When reading this Sunday’s gospel lesson (Luke 15:1-10),
don’t forget to whom Jesus is talking.
“All the tax collectors and sinners were coming near to
listen to Jesus. And the Pharisees and the scribes were grumbling and saying, ‘This
fellow welcomes sinners and eats with them.’ So he told them this parable.”
There were two groups surrounding Jesus. One group—those
labeled by Luke as the sinners—was coming because they were welcomed by a
popular religious authority in a way they had usually been ignored by the
religious elites. The other group—the religious elites—was upset because Jesus
was giving so much attention to the people they refused to welcome. Jesus, looking
at the disparate crowd of ins and outs, told them these parables.
As yourself two questions: 1) “When I hear this parable,
which group do I think of myself belonging to?” and 2) “How would I hear this
parable if I thought of myself belonging to the other group?”

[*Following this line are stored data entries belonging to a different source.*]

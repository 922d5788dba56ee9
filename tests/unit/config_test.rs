//! Unit tests for environment configuration loading.

use std::collections::HashMap;
use std::path::PathBuf;

use rstest::rstest;

use wifiqr::config::{Config, DEFAULT_TOKEN_TTL_SECS, MAX_TOKEN_TTL_SECS};
use wifiqr::types::errors::ConfigError;

const KEY: &str = "0123456789abcdef0123456789abcdef";
const SECRET: &str = "a-token-signing-secret-of-32-bytes!!";

fn load(vars: &[(&str, &str)]) -> Result<Config, ConfigError> {
    let map: HashMap<String, String> = vars
        .iter()
        .map(|(k, v)| (k.to_string(), v.to_string()))
        .collect();
    Config::from_lookup(|key| map.get(key).cloned())
}

#[test]
fn test_minimal_config_uses_defaults() {
    let config = load(&[("ENCRYPTION_KEY", KEY), ("JWT_SECRET", SECRET)]).unwrap();
    assert_eq!(config.encryption_key.as_slice(), KEY.as_bytes());
    assert_eq!(config.token_ttl_secs, DEFAULT_TOKEN_TTL_SECS);
    assert_eq!(config.pbkdf2_iterations, 100_000);
    assert_eq!(config.data_dir, PathBuf::from("."));
    assert_eq!(config.database_path(), PathBuf::from(".").join("wifiqr.db"));
    assert!(config.admin_emails.is_empty());
    assert_eq!(config.log_filter, "info");
}

#[test]
fn test_full_config() {
    let config = load(&[
        ("ENCRYPTION_KEY", KEY),
        ("JWT_SECRET", SECRET),
        ("WIFIQR_DATA_DIR", "/var/lib/wifiqr"),
        ("WIFIQR_TOKEN_TTL_SECS", "600"),
        ("WIFIQR_ADMIN_EMAILS", "Root@Example.com, ops@example.com"),
        ("WIFIQR_PBKDF2_ITERATIONS", "2000"),
        ("LOG_LEVEL", "debug"),
    ])
    .unwrap();
    assert_eq!(config.database_path(), PathBuf::from("/var/lib/wifiqr/wifiqr.db"));
    assert_eq!(config.token_ttl_secs, 600);
    assert_eq!(config.admin_emails, vec!["root@example.com", "ops@example.com"]);
    assert_eq!(config.pbkdf2_iterations, 2000);
    assert_eq!(config.log_filter, "debug");
}

#[rstest]
#[case::missing_key(&[("JWT_SECRET", SECRET)], "ENCRYPTION_KEY")]
#[case::empty_key(&[("ENCRYPTION_KEY", ""), ("JWT_SECRET", SECRET)], "ENCRYPTION_KEY")]
#[case::missing_secret(&[("ENCRYPTION_KEY", KEY)], "JWT_SECRET")]
fn test_missing_required_variable(#[case] vars: &[(&str, &str)], #[case] expected: &str) {
    match load(vars) {
        Err(ConfigError::Missing(name)) => assert_eq!(name, expected),
        other => panic!("expected Missing({}), got {:?}", expected, other),
    }
}

#[rstest]
#[case::short_key(&[("ENCRYPTION_KEY", "too-short"), ("JWT_SECRET", SECRET)], "ENCRYPTION_KEY")]
#[case::long_key(&[("ENCRYPTION_KEY", "0123456789abcdef0123456789abcdefX"), ("JWT_SECRET", SECRET)], "ENCRYPTION_KEY")]
#[case::short_secret(&[("ENCRYPTION_KEY", KEY), ("JWT_SECRET", "short")], "JWT_SECRET")]
#[case::zero_ttl(&[("ENCRYPTION_KEY", KEY), ("JWT_SECRET", SECRET), ("WIFIQR_TOKEN_TTL_SECS", "0")], "WIFIQR_TOKEN_TTL_SECS")]
#[case::ttl_over_a_year(&[("ENCRYPTION_KEY", KEY), ("JWT_SECRET", SECRET), ("WIFIQR_TOKEN_TTL_SECS", "31536001")], "WIFIQR_TOKEN_TTL_SECS")]
#[case::ttl_i64_max(&[("ENCRYPTION_KEY", KEY), ("JWT_SECRET", SECRET), ("WIFIQR_TOKEN_TTL_SECS", "9223372036854775807")], "WIFIQR_TOKEN_TTL_SECS")]
#[case::bad_ttl(&[("ENCRYPTION_KEY", KEY), ("JWT_SECRET", SECRET), ("WIFIQR_TOKEN_TTL_SECS", "soon")], "WIFIQR_TOKEN_TTL_SECS")]
#[case::low_iterations(&[("ENCRYPTION_KEY", KEY), ("JWT_SECRET", SECRET), ("WIFIQR_PBKDF2_ITERATIONS", "10")], "WIFIQR_PBKDF2_ITERATIONS")]
fn test_invalid_variable(#[case] vars: &[(&str, &str)], #[case] expected: &str) {
    match load(vars) {
        Err(ConfigError::Invalid { name, .. }) => assert_eq!(name, expected),
        other => panic!("expected Invalid({}), got {:?}", expected, other),
    }
}

#[test]
fn test_ttl_upper_bound_is_accepted() {
    let max = MAX_TOKEN_TTL_SECS.to_string();
    let config = load(&[
        ("ENCRYPTION_KEY", KEY),
        ("JWT_SECRET", SECRET),
        ("WIFIQR_TOKEN_TTL_SECS", max.as_str()),
    ])
    .unwrap();
    assert_eq!(config.token_ttl_secs, MAX_TOKEN_TTL_SECS);
}

#[test]
fn test_debug_output_redacts_secrets() {
    let config = load(&[("ENCRYPTION_KEY", KEY), ("JWT_SECRET", SECRET)]).unwrap();
    let rendered = format!("{:?}", config);
    assert!(!rendered.contains(KEY));
    assert!(!rendered.contains(SECRET));
}
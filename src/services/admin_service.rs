//! Administrator-only views over users and credentials.

use std::time::{SystemTime, UNIX_EPOCH};

use tracing::{info, warn};

use crate::managers::credential_store::CredentialStoreTrait;
use crate::managers::user_store::UserStoreTrait;
use crate::types::credential::{Caller, CredentialWithOwner};
use crate::types::errors::AdminError;
use crate::types::user::{PublicUser, Role, Stats};

/// Trait defining admin operations. Every method requires an admin caller.
pub trait AdminServiceTrait {
    fn list_users(&self, caller: &Caller) -> Result<Vec<PublicUser>, AdminError>;
    fn list_credentials(&self, caller: &Caller) -> Result<Vec<CredentialWithOwner>, AdminError>;
    fn stats(&self, caller: &Caller) -> Result<Stats, AdminError>;
    fn set_role(&self, caller: &Caller, user_id: &str, role: Role) -> Result<(), AdminError>;
    fn delete_user(&self, caller: &Caller, user_id: &str) -> Result<(), AdminError>;
}

pub struct AdminService<U: UserStoreTrait, C: CredentialStoreTrait> {
    users: U,
    credentials: C,
}

impl<U: UserStoreTrait, C: CredentialStoreTrait> AdminService<U, C> {
    pub fn new(users: U, credentials: C) -> Self {
        Self { users, credentials }
    }

    fn require_admin(caller: &Caller) -> Result<(), AdminError> {
        if caller.is_admin {
            Ok(())
        } else {
            warn!(caller_id = %caller.user_id, "admin operation refused");
            Err(AdminError::Forbidden)
        }
    }
}

impl<U: UserStoreTrait, C: CredentialStoreTrait> AdminServiceTrait for AdminService<U, C> {
    fn list_users(&self, caller: &Caller) -> Result<Vec<PublicUser>, AdminError> {
        Self::require_admin(caller)?;
        let users = self.users.list_all()?;
        Ok(users.iter().map(|u| u.to_public()).collect())
    }

    fn list_credentials(&self, caller: &Caller) -> Result<Vec<CredentialWithOwner>, AdminError> {
        Self::require_admin(caller)?;
        Ok(self.credentials.list_all_with_owner()?)
    }

    fn stats(&self, caller: &Caller) -> Result<Stats, AdminError> {
        Self::require_admin(caller)?;
        Ok(Stats {
            total_users: self.users.count()?,
            total_credentials: self.credentials.count()?,
        })
    }

    fn set_role(&self, caller: &Caller, user_id: &str, role: Role) -> Result<(), AdminError> {
        Self::require_admin(caller)?;
        let now = SystemTime::now()
            .duration_since(UNIX_EPOCH)
            .unwrap_or_default()
            .as_secs() as i64;
        if !self.users.set_role(user_id, role, now)? {
            return Err(AdminError::NotFound(user_id.to_string()));
        }
        info!(user_id = %user_id, role = %role, caller_id = %caller.user_id, "user role changed");
        Ok(())
    }

    fn delete_user(&self, caller: &Caller, user_id: &str) -> Result<(), AdminError> {
        Self::require_admin(caller)?;
        if !self.users.delete(user_id)? {
            return Err(AdminError::NotFound(user_id.to_string()));
        }
        info!(user_id = %user_id, caller_id = %caller.user_id, "user deleted with their credentials");
        Ok(())
    }
}
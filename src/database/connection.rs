//! SQLite database connection management for WiFi QR.
//!
//! Provides the [`Database`] struct that wraps a `rusqlite::Connection`
//! and automatically runs schema migrations on open.

use rusqlite::Connection;
use std::path::Path;

use super::migrations;

/// Database wrapper owning the SQLite connection.
///
/// Individual statements are atomic; the stores rely on that instead of
/// taking their own locks.
pub struct Database {
    conn: Connection,
}

impl Database {
    /// Opens (or creates) a SQLite database at the given file path and runs migrations.
    ///
    /// # Errors
    /// Returns `rusqlite::Error` if the connection cannot be established or migrations fail.
    pub fn open<P: AsRef<Path>>(path: P) -> Result<Self, rusqlite::Error> {
        let conn = Connection::open(path)?;
        let db = Self { conn };
        db.run_migrations()?;
        Ok(db)
    }

    /// Opens an in-memory SQLite database and runs migrations.
    ///
    /// Useful for testing: the database is discarded when the `Database` is dropped.
    ///
    /// # Errors
    /// Returns `rusqlite::Error` if the connection cannot be established or migrations fail.
    pub fn open_in_memory() -> Result<Self, rusqlite::Error> {
        let conn = Connection::open_in_memory()?;
        let db = Self { conn };
        db.run_migrations()?;
        Ok(db)
    }

    fn run_migrations(&self) -> Result<(), rusqlite::Error> {
        migrations::run_all(&self.conn)
    }

    /// Returns a reference to the underlying `rusqlite::Connection`.
    pub fn connection(&self) -> &Connection {
        &self.conn
    }
}
//! RPC method handler for the WiFi QR JSON-RPC protocol.
//!
//! Extracted from `rpc_server.rs` so it can be unit-tested independently.
//! The `handle_method` function dispatches JSON-RPC method calls to the
//! services built by the `App` struct. Only public projections are ever
//! serialized into a result.

use std::sync::Mutex;

use serde::Serialize;
use serde_json::{json, Value};
use thiserror::Error;

use crate::app::App;
use crate::services::admin_service::AdminServiceTrait;
use crate::services::auth_service::AuthServiceTrait;
use crate::services::credential_service::CredentialServiceTrait;
use crate::types::credential::{Caller, NewCredential, PublicCredential};
use crate::types::errors::{AdminError, AuthError, CredentialError, CryptoError, QrCodeError};
use crate::types::user::Role;

/// Error payload returned to RPC clients.
///
/// `code` is one of a fixed set of machine-readable strings; `message` is
/// the human-readable description and never contains secrets.
#[derive(Debug, Clone, PartialEq, Eq, Serialize, Error)]
#[error("{code}: {message}")]
pub struct RpcError {
    pub code: &'static str,
    pub message: String,
}

impl RpcError {
    pub fn new(code: &'static str, message: impl Into<String>) -> Self {
        Self {
            code,
            message: message.into(),
        }
    }

    pub fn validation(message: impl Into<String>) -> Self {
        Self::new("validation", message)
    }

    pub fn internal(message: impl Into<String>) -> Self {
        Self::new("internal", message)
    }

    pub fn unknown_method(method: &str) -> Self {
        Self::new("unknown_method", format!("unknown method: {}", method))
    }
}

impl From<CryptoError> for RpcError {
    fn from(err: CryptoError) -> Self {
        match err {
            CryptoError::Integrity(_) => Self::new("integrity", err.to_string()),
            CryptoError::Configuration(_)
            | CryptoError::RandomGeneration(_)
            | CryptoError::Encryption(_) => Self::internal(err.to_string()),
        }
    }
}

impl From<QrCodeError> for RpcError {
    fn from(err: QrCodeError) -> Self {
        Self::new("encoding", err.to_string())
    }
}

impl From<CredentialError> for RpcError {
    fn from(err: CredentialError) -> Self {
        match err {
            CredentialError::Validation(_) => Self::validation(err.to_string()),
            CredentialError::NotFound(_) => Self::new("not_found", err.to_string()),
            CredentialError::Unauthorized(_) => Self::new("forbidden", err.to_string()),
            CredentialError::Storage(_) => Self::new("storage", err.to_string()),
            CredentialError::Crypto(inner) => inner.into(),
            CredentialError::QrCode(inner) => inner.into(),
        }
    }
}

impl From<AuthError> for RpcError {
    fn from(err: AuthError) -> Self {
        match err {
            AuthError::Validation(_) => Self::validation(err.to_string()),
            AuthError::EmailTaken(_) => Self::new("conflict", err.to_string()),
            AuthError::InvalidCredentials | AuthError::InvalidToken => {
                Self::new("unauthorized", err.to_string())
            }
            AuthError::Storage(_) => Self::new("storage", err.to_string()),
            AuthError::Crypto(inner) => inner.into(),
        }
    }
}

impl From<AdminError> for RpcError {
    fn from(err: AdminError) -> Self {
        match err {
            AdminError::Forbidden => Self::new("forbidden", err.to_string()),
            AdminError::NotFound(_) => Self::new("not_found", err.to_string()),
            AdminError::Storage(_) => Self::new("storage", err.to_string()),
        }
    }
}

fn str_param<'p>(params: &'p Value, key: &str) -> Result<&'p str, RpcError> {
    params
        .get(key)
        .and_then(|v| v.as_str())
        .ok_or_else(|| RpcError::validation(format!("missing {}", key)))
}

fn to_value<T: Serialize>(value: T) -> Result<Value, RpcError> {
    serde_json::to_value(value).map_err(|e| RpcError::internal(e.to_string()))
}

/// Resolves the `token` parameter to the calling user.
fn authenticate(app: &App, params: &Value) -> Result<Caller, RpcError> {
    let token = params
        .get("token")
        .and_then(|v| v.as_str())
        .ok_or_else(|| RpcError::new("unauthorized", "missing token"))?;
    Ok(app.auth_service().authenticate(token)?)
}

/// Dispatch a JSON-RPC method call to the appropriate handler.
///
/// Returns `Ok(Value)` on success or `Err(RpcError)` with a stable code.
pub fn handle_method(app: &Mutex<App>, method: &str, params: &Value) -> Result<Value, RpcError> {
    let a = app.lock().map_err(|e| RpcError::internal(e.to_string()))?;

    match method {
        "ping" => Ok(json!({"pong": true})),
        "health" => {
            a.db
                .connection()
                .query_row("SELECT 1", [], |row| row.get::<_, i64>(0))
                .map_err(|e| RpcError::new("storage", e.to_string()))?;
            Ok(json!({"status": "ok", "version": env!("CARGO_PKG_VERSION")}))
        }

        // ─── Auth ───
        "auth.register" => {
            let email = str_param(params, "email")?;
            let password = str_param(params, "password")?;
            to_value(a.auth_service().register(email, password)?)
        }
        "auth.login" => {
            let email = str_param(params, "email")?;
            let password = str_param(params, "password")?;
            to_value(a.auth_service().login(email, password)?)
        }

        // ─── WiFi credentials ───
        "wifi.create" => {
            let caller = authenticate(&a, params)?;
            let request: NewCredential = serde_json::from_value(params.clone())
                .map_err(|e| RpcError::validation(format!("invalid params: {}", e)))?;
            let credential = a.credential_service().create(&caller.user_id, &request)?;
            to_value(credential.to_public())
        }
        "wifi.list" => {
            let caller = authenticate(&a, params)?;
            let list: Vec<PublicCredential> = a
                .credential_service()
                .list_by_owner(&caller.user_id)?
                .iter()
                .map(|c| c.to_public())
                .collect();
            to_value(list)
        }
        "wifi.get" => {
            let caller = authenticate(&a, params)?;
            let id = str_param(params, "id")?;
            to_value(a.credential_service().get_by_id(id, &caller)?.to_public())
        }
        "wifi.delete" => {
            let caller = authenticate(&a, params)?;
            let id = str_param(params, "id")?;
            a.credential_service().delete(id, &caller)?;
            Ok(json!({"ok": true}))
        }

        // ─── Admin ───
        "admin.users" => {
            let caller = authenticate(&a, params)?;
            to_value(a.admin_service().list_users(&caller)?)
        }
        "admin.credentials" => {
            let caller = authenticate(&a, params)?;
            to_value(a.admin_service().list_credentials(&caller)?)
        }
        "admin.stats" => {
            let caller = authenticate(&a, params)?;
            to_value(a.admin_service().stats(&caller)?)
        }
        "admin.set_role" => {
            let caller = authenticate(&a, params)?;
            let user_id = str_param(params, "user_id")?;
            let role: Role = str_param(params, "role")?
                .parse()
                .map_err(RpcError::validation)?;
            a.admin_service().set_role(&caller, user_id, role)?;
            Ok(json!({"ok": true}))
        }
        "admin.delete_user" => {
            let caller = authenticate(&a, params)?;
            let user_id = str_param(params, "user_id")?;
            a.admin_service().delete_user(&caller, user_id)?;
            Ok(json!({"ok": true}))
        }

        _ => Err(RpcError::unknown_method(method)),
    }
}
//! App Core for WiFi QR.
//!
//! Central struct holding the database, the process-wide cipher and the
//! other long-lived collaborators the services borrow.

use std::sync::Arc;

use crate::config::Config;
use crate::database::connection::Database;
use crate::managers::credential_store::CredentialStore;
use crate::managers::user_store::UserStore;
use crate::services::admin_service::AdminService;
use crate::services::auth_service::{AuthService, TokenSigner};
use crate::services::credential_service::CredentialService;
use crate::services::crypto_service::{CredentialCipher, PasswordHasher};
use crate::services::qr_encoder::QrEncoder;

/// Central application struct.
///
/// Stores and services borrow `db.connection()` with a lifetime, so they are
/// built on demand through the accessor methods instead of being kept here.
pub struct App {
    pub db: Arc<Database>,
    pub cipher: CredentialCipher,
    pub qr_encoder: QrEncoder,
    pub hasher: PasswordHasher,
    pub signer: TokenSigner,
    pub admin_emails: Vec<String>,
}

impl App {
    /// Opens the database at `config.database_path()` and builds the app.
    ///
    /// Fails when the database cannot be opened or the key is rejected.
    pub fn new(config: &Config) -> Result<Self, Box<dyn std::error::Error>> {
        let db = Database::open(config.database_path())?;
        Self::with_database(db, config)
    }

    /// Builds the app around an already opened database.
    pub fn with_database(db: Database, config: &Config) -> Result<Self, Box<dyn std::error::Error>> {
        let cipher = CredentialCipher::new(&config.encryption_key)?;

        Ok(Self {
            db: Arc::new(db),
            cipher,
            qr_encoder: QrEncoder::new(),
            hasher: PasswordHasher::with_iterations(config.pbkdf2_iterations),
            signer: TokenSigner::new(&config.token_secret, config.token_ttl_secs),
            admin_emails: config.admin_emails.clone(),
        })
    }

    pub fn credential_service(&self) -> CredentialService<'_, CredentialStore<'_>> {
        CredentialService::new(
            CredentialStore::new(self.db.connection()),
            &self.cipher,
            &self.qr_encoder,
        )
    }

    pub fn auth_service(&self) -> AuthService<'_, UserStore<'_>> {
        AuthService::new(
            UserStore::new(self.db.connection()),
            &self.hasher,
            &self.signer,
            &self.admin_emails,
        )
    }

    pub fn admin_service(&self) -> AdminService<UserStore<'_>, CredentialStore<'_>> {
        AdminService::new(
            UserStore::new(self.db.connection()),
            CredentialStore::new(self.db.connection()),
        )
    }
}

Radical inclusion is always nice if you’re standing on the
outside, looking for an invitation. But it isn’t so much fun if you’re already
at the dance party when the doors are thrown wide open and the masses start
streaming in.
The message, I think, is two-fold. In some real sense, all
of us are lost and are being sought by the God who loves us. Even though most
of the people I see in church on Sunday already have their dance card punched,
we are all lost in one way or another. We all need to be found. At the same
time, however, we resist the limitlessness of God’s welcome. Grace is wonderful
when it’s for me and the people I like. But, when God is searching out the
people I’d rather stay hidden, I am threatened. That which makes me feel
special—the party that the woman throws for me, the lost coin—loses its shine.
I need both. I need the gospel to remind me that God is
searching for me, and I need the gospel to remind me that God is searching for
everyone who is lost. As a part of God’s church, how am I reflecting both? How
are we reminding the world both that all are sought by God and that it is only through God’s seeking of us—the Church—that we
have any identity at all?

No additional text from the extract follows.